Молоко! Когда его отец и брат стоят сейчас в синагоге и молятся Богу, повторяя молитвы запекшимися губами, посиневшими от голода! Он ничего ей не ответил. Он не мог даже заставить себя пройти в кухню, в это благословенное место, где он всегда любил сидеть, наблюдая затем, как она готовит, и рассказывая ей про все замечательные вещи, которые он видел вокруг. Он забрался на стул у стола в гостиной, где никогда раньше не сидел один.
Через несколько секунд молчания она обернулась и увидела, где он сидит. У нее взлетели вверх брови, словно она обнаружила, что он висит на потолке.
— Что ты там делаешь? — спросила она.
Как будто она сама не знает! Он печально опустил взгляд на столешницу. А она уже вышла из кухни и встала в нескольких шагах от него, заинтригованная таким его поведением. Он на нее не смотрел, но видел ее, и сейчас снова, словно впервые, припомнил, что в последнее время у нее очень странный вид и лицо какое-то опухшее. Да и ходила она теперь иначе, так, как будто все время движется в гуще медленно перемещающейся толпы людей.
Она продолжала смотреть на него сверху вниз, не произнося ни слова. Ее брови сошлись на переносице, образовав морщинку, и он вдруг вспомнил, что он — единственный во всей их семье, включая даже его двоюродных братьев и сестер, у кого уши здорово торчат в стороны. «Прижми уши, Мартин, мы въезжаем в тоннель! — Его дядья всегда улыбались, глядя на него. — Откуда он такой взялся? В кого это он такой уродился?» Он не был похож ни на кого из родных, вспомнилось ему сейчас, когда он сидел, а мать стояла перед ним. И у него возникло внезапное ощущение, что их разделяет огромное пространство, сквозь которое они все это время смотрят друг на друга, а он не помнил, чтобы раньше так было.
— Ты не заболел? — наконец спросила она, кладя ему на лоб ладонь.
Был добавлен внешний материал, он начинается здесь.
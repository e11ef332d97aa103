//! Light translator.
//!
//! Hue, saturation, and brightness edits land in a local HSV mirror and are
//! always committed to the device as one combined color write: the platform
//! fires hue and saturation as separate set events in immediate succession
//! for one color-wheel gesture, and writing the pair together avoids an
//! intermediate invalid color. Named effects become one switch per effect,
//! mutually exclusive on every set event.

use std::sync::Arc;
use std::sync::Mutex;

use esphap_hap::Accessory;
use esphap_hap::Characteristic;
use esphap_hap::CharacteristicKind;
use esphap_hap::ServiceKind;

use crate::esphome::client::Command;
use crate::esphome::client::LightCommand;
use crate::esphome::component::Component;
use crate::esphome::component::ComponentConfig;
use crate::esphome::component::ComponentState;
use crate::esphome::component::LightColorMode;

/// The device's "no effect" sentinel; never exposed as a switch.
const NO_EFFECT: &str = "None";

/// HSV to RGB. Hue 0-360, saturation and value 0-100; channels 0-255.
fn hsv_to_rgb(h: f64, s: f64, v: f64) -> (f64, f64, f64) {
    let s = s / 100.0;
    let v = v / 100.0;
    let c = v * s;
    let hp = (h % 360.0) / 60.0;
    let x = c * (1.0 - ((hp % 2.0) - 1.0).abs());
    let (r, g, b) = match hp as u32 {
        0 => (c, x, 0.0),
        1 => (x, c, 0.0),
        2 => (0.0, c, x),
        3 => (0.0, x, c),
        4 => (x, 0.0, c),
        _ => (c, 0.0, x),
    };
    let m = v - c;
    ((r + m) * 255.0, (g + m) * 255.0, (b + m) * 255.0)
}

/// RGB to HSV. Channels 0-255; hue 0-360, saturation and value 0-100.
fn rgb_to_hsv(r: f64, g: f64, b: f64) -> (f64, f64, f64) {
    let r = r / 255.0;
    let g = g / 255.0;
    let b = b / 255.0;
    let max = r.max(g).max(b);
    let min = r.min(g).min(b);
    let delta = max - min;

    let h = if delta == 0.0 {
        0.0
    } else if max == r {
        60.0 * (((g - b) / delta) % 6.0)
    } else if max == g {
        60.0 * ((b - r) / delta + 2.0)
    } else {
        60.0 * ((r - g) / delta + 4.0)
    };
    let h = if h < 0.0 { h + 360.0 } else { h };
    let s = if max == 0.0 { 0.0 } else { delta / max * 100.0 };
    (h, s, max * 100.0)
}

/// Combined color target owned by the translator.
struct LightTarget {
    on: bool,
    /// 0 = hue, 1 = saturation, 2 = brightness.
    hsv: [f64; 3],
}

fn build_command(
    key: u32,
    target: &LightTarget,
    supports_rgb: bool,
    supports_brightness: bool,
) -> LightCommand {
    if !supports_rgb && !supports_brightness {
        return LightCommand {
            key,
            on: target.on,
            brightness: None,
            red: None,
            green: None,
            blue: None,
            color_mode: None,
            effect: None,
        };
    }

    let brightness = target.hsv[2];
    let (r, g, b) = hsv_to_rgb(target.hsv[0], target.hsv[1], 100.0);

    let mut mode = LightColorMode::Rgb;
    let mut rgb = (r, g, b);
    if supports_rgb {
        // A zero hue/saturation pair is plain white light.
        if target.hsv[0] == 0.0 && target.hsv[1] == 0.0 {
            mode = LightColorMode::White;
            rgb = (0.0, 0.0, b);
        }
    } else {
        mode = LightColorMode::White;
        rgb = (0.0, 0.0, b);
    }

    LightCommand {
        key,
        on: target.on,
        brightness: Some(brightness / 100.0),
        red: Some(rgb.0 / 255.0),
        green: Some(rgb.1 / 255.0),
        blue: Some(rgb.2 / 255.0),
        color_mode: Some(mode),
        effect: None,
    }
}

fn effect_command(key: u32, on: bool, effect: String) -> LightCommand {
    LightCommand {
        key,
        on,
        brightness: None,
        red: None,
        green: None,
        blue: None,
        color_mode: None,
        effect: Some(effect),
    }
}

pub(crate) fn translate(component: &Component, accessory: &Arc<Accessory>) -> bool {
    let ComponentConfig::Light(config) = component.info.config.clone() else {
        return false;
    };

    let key = component.info.key;
    let name = component.info.name.clone();
    let service = accessory.service(ServiceKind::Lightbulb, &name);
    let target = Arc::new(Mutex::new(LightTarget {
        on: false,
        hsv: [0.0, 0.0, 100.0],
    }));

    let commit: Arc<dyn Fn() + Send + Sync> = {
        let target = target.clone();
        let component = component.clone();
        let supports_rgb = config.supports_rgb;
        let supports_brightness = config.supports_brightness;
        Arc::new(move || {
            let command = {
                let target = target.lock().unwrap();
                build_command(key, &target, supports_rgb, supports_brightness)
            };
            component.send_command(Command::Light(command));
        })
    };

    let on = service.characteristic(CharacteristicKind::On);
    {
        let target = target.clone();
        let commit = commit.clone();
        on.on_set(move |value| {
            if let Some(state) = value.as_bool() {
                target.lock().unwrap().on = state;
                commit();
            }
        });
    }

    let wire_hsv = |kind: CharacteristicKind, index: usize| {
        let characteristic = service.characteristic(kind);
        let target = target.clone();
        let commit = commit.clone();
        characteristic.on_set(move |value| {
            if let Some(v) = value.as_f64() {
                target.lock().unwrap().hsv[index] = v;
                commit();
            }
        });
    };

    if config.supports_rgb {
        wire_hsv(CharacteristicKind::Hue, 0);
        wire_hsv(CharacteristicKind::Saturation, 1);
        wire_hsv(CharacteristicKind::Brightness, 2);
    } else if config.supports_brightness {
        wire_hsv(CharacteristicKind::Brightness, 2);
    }

    // One auxiliary switch per named effect; activating one turns its
    // siblings off.
    let effect_switches: Vec<(String, Arc<Characteristic>)> = config
        .effects
        .iter()
        .filter(|effect| effect.as_str() != NO_EFFECT)
        .map(|effect| {
            let switch = accessory.service(ServiceKind::Switch, &format!("{} {}", name, effect));
            (effect.clone(), switch.characteristic(CharacteristicKind::On))
        })
        .collect();

    for (effect, characteristic) in &effect_switches {
        let siblings: Vec<Arc<Characteristic>> = effect_switches
            .iter()
            .filter(|(sibling, _)| sibling != effect)
            .map(|(_, characteristic)| characteristic.clone())
            .collect();
        let effect = effect.clone();
        let component = component.clone();
        characteristic.on_set(move |value| {
            let Some(on) = value.as_bool() else {
                return;
            };
            if on {
                for sibling in &siblings {
                    sibling.update_value(false);
                }
                component.send_command(Command::Light(effect_command(key, true, effect.clone())));
            } else {
                component.send_command(Command::Light(effect_command(
                    key,
                    true,
                    NO_EFFECT.to_string(),
                )));
            }
        });
    }

    let mut stream = component.state_stream();
    let report_service = service.clone();
    let report_target = target;
    let report_switches = effect_switches;
    tokio::spawn(async move {
        loop {
            let update = match &*stream.borrow_and_update() {
                Some(ComponentState::Light(update)) => Some(update.clone()),
                _ => None,
            };
            if let Some(update) = update {
                report_service
                    .characteristic(CharacteristicKind::On)
                    .update_value(update.on);
                let brightness = update.brightness.unwrap_or(0.0);

                if config.supports_rgb && update.color_mode == Some(LightColorMode::Rgb) {
                    if let (Some(r), Some(g), Some(b)) = (update.red, update.green, update.blue) {
                        let (h, s, v) = rgb_to_hsv(r * 255.0, g * 255.0, b * 255.0);
                        report_service
                            .characteristic(CharacteristicKind::Hue)
                            .update_value(h);
                        report_service
                            .characteristic(CharacteristicKind::Saturation)
                            .update_value(s);
                        report_service
                            .characteristic(CharacteristicKind::Brightness)
                            .update_value(v * brightness);
                        let mut target = report_target.lock().unwrap();
                        target.on = update.on;
                        target.hsv = [h, s, v * brightness];
                    }
                } else if config.supports_brightness {
                    report_service
                        .characteristic(CharacteristicKind::Brightness)
                        .update_value(brightness * 100.0);
                    let mut target = report_target.lock().unwrap();
                    target.on = update.on;
                    target.hsv = [0.0, 0.0, brightness * 100.0];
                }

                if let Some(active_effect) = &update.effect {
                    for (effect, characteristic) in &report_switches {
                        characteristic.update_value(effect == active_effect);
                    }
                }
            }
            if stream.changed().await.is_err() {
                break;
            }
        }
    });

    true
}
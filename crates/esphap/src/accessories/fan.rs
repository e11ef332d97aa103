//! Fan translator.
//!
//! The device reports speed as a small enumeration; the capability surface
//! wants a continuous 0-100 percentage. Inbound speeds use the fixed table
//! directly; outbound percentages snap to the nearest table entry by
//! absolute distance, never interpolated, with ties keeping the earlier
//! entry.

use std::sync::Arc;

use esphap_hap::Accessory;
use esphap_hap::CharacteristicKind;
use esphap_hap::ServiceKind;

use crate::esphome::client::Command;
use crate::esphome::client::FanCommand;
use crate::esphome::component::Component;
use crate::esphome::component::ComponentConfig;
use crate::esphome::component::ComponentState;
use crate::esphome::component::FanDirection;
use crate::esphome::component::FanSpeed;

const ROTATION_CLOCKWISE: i64 = 0;
const ROTATION_COUNTER_CLOCKWISE: i64 = 1;

/// Percentage steps for the quantized device speeds. Order matters: ties
/// resolve to the earlier entry.
const SPEED_STEPS: [(f64, Option<FanSpeed>); 4] = [
    (0.0, None),
    (33.0, Some(FanSpeed::Low)),
    (66.0, Some(FanSpeed::Medium)),
    (100.0, Some(FanSpeed::High)),
];

/// Nearest table entry for a requested percentage.
fn nearest_speed(percentage: f64) -> Option<FanSpeed> {
    SPEED_STEPS
        .iter()
        .copied()
        .reduce(|previous, current| {
            if (current.0 - percentage).abs() < (previous.0 - percentage).abs() {
                current
            } else {
                previous
            }
        })
        .and_then(|(_, speed)| speed)
}

/// Table percentage for a reported speed.
fn percentage_for(speed: FanSpeed) -> f64 {
    match speed {
        FanSpeed::Low => 33.0,
        FanSpeed::Medium => 66.0,
        FanSpeed::High => 100.0,
    }
}

fn direction_value(direction: FanDirection) -> i64 {
    match direction {
        FanDirection::Forward => ROTATION_CLOCKWISE,
        FanDirection::Reverse => ROTATION_COUNTER_CLOCKWISE,
    }
}

pub(crate) fn translate(component: &Component, accessory: &Arc<Accessory>) -> bool {
    let ComponentConfig::Fan(config) = component.info.config.clone() else {
        return false;
    };

    let key = component.info.key;
    let service = accessory.service(ServiceKind::Fan, &component.info.name);

    let on = service.characteristic(CharacteristicKind::On);
    {
        let component = component.clone();
        on.on_set(move |value| {
            if let Some(state) = value.as_bool() {
                component.send_command(Command::Fan(FanCommand {
                    key,
                    on: Some(state),
                    speed: None,
                    direction: None,
                }));
            }
        });
    }

    if config.supports_speed {
        let rotation_speed = service.characteristic(CharacteristicKind::RotationSpeed);
        let component = component.clone();
        rotation_speed.on_set(move |value| {
            let Some(percentage) = value.as_f64() else {
                return;
            };
            // Percentage 0 has no device speed; the On characteristic
            // carries the off intent.
            if let Some(speed) = nearest_speed(percentage) {
                component.send_command(Command::Fan(FanCommand {
                    key,
                    on: None,
                    speed: Some(speed),
                    direction: None,
                }));
            }
        });
    }

    if config.supports_direction {
        let rotation_direction = service.characteristic(CharacteristicKind::RotationDirection);
        let component = component.clone();
        rotation_direction.on_set(move |value| {
            let Some(requested) = value.as_i64() else {
                return;
            };
            let direction = if requested == ROTATION_CLOCKWISE {
                FanDirection::Forward
            } else {
                FanDirection::Reverse
            };
            component.send_command(Command::Fan(FanCommand {
                key,
                on: None,
                speed: None,
                direction: Some(direction),
            }));
        });
    }

    let mut stream = component.state_stream();
    let report_service = service.clone();
    tokio::spawn(async move {
        loop {
            let update = match &*stream.borrow_and_update() {
                Some(ComponentState::Fan(update)) => Some(update.clone()),
                _ => None,
            };
            if let Some(update) = update {
                report_service
                    .characteristic(CharacteristicKind::On)
                    .update_value(update.on);
                if config.supports_speed {
                    if let Some(speed) = update.speed {
                        report_service
                            .characteristic(CharacteristicKind::RotationSpeed)
                            .update_value(percentage_for(speed));
                    }
                }
                if config.supports_direction {
                    if let Some(direction) = update.direction {
                        report_service
                            .characteristic(CharacteristicKind::RotationDirection)
                            .update_value(direction_value(direction));
                    }
                }
            }
            if stream.changed().await.is_err() {
                break;
            }
        }
    });

    true
}

#[cfg(test)]
mod tests {
    use std::time::Duration;

    use esphap_hap::Value;
    use esphap_hap::accessory_uuid;
    use tokio::time::sleep;

    use super::super::testutil;
    use super::*;
    use crate::esphome::component::ComponentKind;
    use crate::esphome::component::FanConfig;
    use crate::esphome::component::FanUpdate;

    fn fan() -> ComponentConfig {
        ComponentConfig::Fan(FanConfig {
            supports_speed: true,
            supports_direction: true,
        })
    }

    #[test]
    fn test_nearest_speed_boundaries() {
        assert_eq!(nearest_speed(0.0), None);
        assert_eq!(nearest_speed(16.0), None);
        assert_eq!(nearest_speed(17.0), Some(FanSpeed::Low));
        assert_eq!(nearest_speed(33.0), Some(FanSpeed::Low));
        assert_eq!(nearest_speed(49.0), Some(FanSpeed::Low));
        assert_eq!(nearest_speed(50.0), Some(FanSpeed::Medium));
        assert_eq!(nearest_speed(83.0), Some(FanSpeed::Medium));
        assert_eq!(nearest_speed(84.0), Some(FanSpeed::High));
        assert_eq!(nearest_speed(100.0), Some(FanSpeed::High));
    }

    #[test]
    fn test_nearest_speed_midpoint_keeps_earlier_entry() {
        // Equidistant between 0 and 33: the earlier table entry wins.
        assert_eq!(nearest_speed(16.5), None);
    }

    #[test]
    fn test_nearest_speed_is_monotonic() {
        let rank = |speed: Option<FanSpeed>| match speed {
            None => 0,
            Some(FanSpeed::Low) => 1,
            Some(FanSpeed::Medium) => 2,
            Some(FanSpeed::High) => 3,
        };
        let mut previous = 0;
        for percentage in 0..=100 {
            let current = rank(nearest_speed(f64::from(percentage)));
            assert!(current >= previous, "regressed at {}%", percentage);
            previous = current;
        }
    }

    #[tokio::test(start_paused = true)]
    async fn test_rotation_speed_snaps_to_table() {
        let info = testutil::info(5, "Ceiling Fan", ComponentKind::Fan, fan());
        let (component, mut commands, _state_tx) = testutil::component(info);
        let accessory = Accessory::new("Ceiling Fan", accessory_uuid("Ceiling Fan"));
        assert!(translate(&component, &accessory));

        let service = accessory.find_service(ServiceKind::Fan).unwrap();
        service
            .characteristic(CharacteristicKind::RotationSpeed)
            .set(80.0);

        let sent = testutil::drain(&mut commands);
        assert_eq!(sent.len(), 1);
        let Command::Fan(command) = &sent[0] else {
            panic!("expected a fan command");
        };
        assert_eq!(command.speed, Some(FanSpeed::Medium));
    }

    #[tokio::test(start_paused = true)]
    async fn test_direction_maps_one_to_one() {
        let info = testutil::info(5, "Ceiling Fan", ComponentKind::Fan, fan());
        let (component, mut commands, _state_tx) = testutil::component(info);
        let accessory = Accessory::new("Ceiling Fan", accessory_uuid("Ceiling Fan"));
        assert!(translate(&component, &accessory));

        let service = accessory.find_service(ServiceKind::Fan).unwrap();
        service
            .characteristic(CharacteristicKind::RotationDirection)
            .set(ROTATION_COUNTER_CLOCKWISE);

        let sent = testutil::drain(&mut commands);
        let Command::Fan(command) = &sent[0] else {
            panic!("expected a fan command");
        };
        assert_eq!(command.direction, Some(FanDirection::Reverse));
    }

    #[tokio::test(start_paused = true)]
    async fn test_inbound_report_updates_characteristics() {
        let info = testutil::info(5, "Ceiling Fan", ComponentKind::Fan, fan());
        let (component, _commands, state_tx) = testutil::component(info);
        let accessory = Accessory::new("Ceiling Fan", accessory_uuid("Ceiling Fan"));
        assert!(translate(&component, &accessory));

        state_tx.send_replace(Some(ComponentState::Fan(FanUpdate {
            on: true,
            speed: Some(FanSpeed::High),
            direction: Some(FanDirection::Reverse),
        })));
        sleep(Duration::from_millis(10)).await;

        let service = accessory.find_service(ServiceKind::Fan).unwrap();
        assert_eq!(
            service.characteristic(CharacteristicKind::On).value(),
            Some(Value::Bool(true))
        );
        assert_eq!(
            service
                .characteristic(CharacteristicKind::RotationSpeed)
                .value(),
            Some(Value::Float(100.0))
        );
        assert_eq!(
            service
                .characteristic(CharacteristicKind::RotationDirection)
                .value(),
            Some(Value::Int(ROTATION_COUNTER_CLOCKWISE))
        );
    }
}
Он отбросил ее руку, чуть задев при этом пальцем ее живот. И пальцу тут же стало жарко, а в желудке возникло чувство страха, словно его туда ударили острым осколком стекла. Она прикрыла рукой живот, неслышно охнув, — словно где-то в его глубине у нее что-то сжалось, — и он почти услышал это, а она уже повернулась и пошла обратно в кухню. Он воспользовался этим и посмотрел ей в лицо. Оно было словно заперто на замок, погружено в молчание, и в этом полном молчании она вернулась к плите. В последнее время она совсем на него не кричала, вдруг понял он, и теперь перестала при нем одеваться, если он случайно оказывался в это время в спальне, а уходила в чулан и Разговаривала с ним чрез полуприкрытую дверь. Он понимал, что ему не полагается это замечать, как не обращают на это внимания Бен и папа. А теперь он еще понял, что не должен замечать, что она больше не кричит на него, и он сполз со стула, не зная, куда теперь отправиться, а от осознания новой тайны у него будто морозом стянуло всю кожу.
— Ты почему в шорты не переоденешься? — спросила она из кухни.
У него в животе возник спазм, даже рыдание. Еще и шорты! Когда Бену с папой приходится по миллиону раз за день вставать и садиться в синагоге, да еще в шерстяных костюмах! Если б это было в ее силах, она бы разрешила всем делать все, что им угодно, — и этой длинной бороде болтаться в воде, и океану бушевать и реветь. Ему очень захотелось сказать ей, чтоб она пошла и велела папе и Бену переодеться в шорты.
— Давай переоденься, милый, — продолжала она. — Шорты у тебя в верхнем ящике комода.
Стул, на котором он сидел, отлетел в сторону, со скрипом скользнув ножкой по полу. Он понял, что пнул его, и оглянулся на дверь в кухню: да, она уже смотрела в его сторону, и лицо ее было испуганно-удивленным.
— Что это с тобой? — спросила она. Фальшивый тон ее вопроса повис в воздухе возле его лица, словно какое-то жужжащее насекомое.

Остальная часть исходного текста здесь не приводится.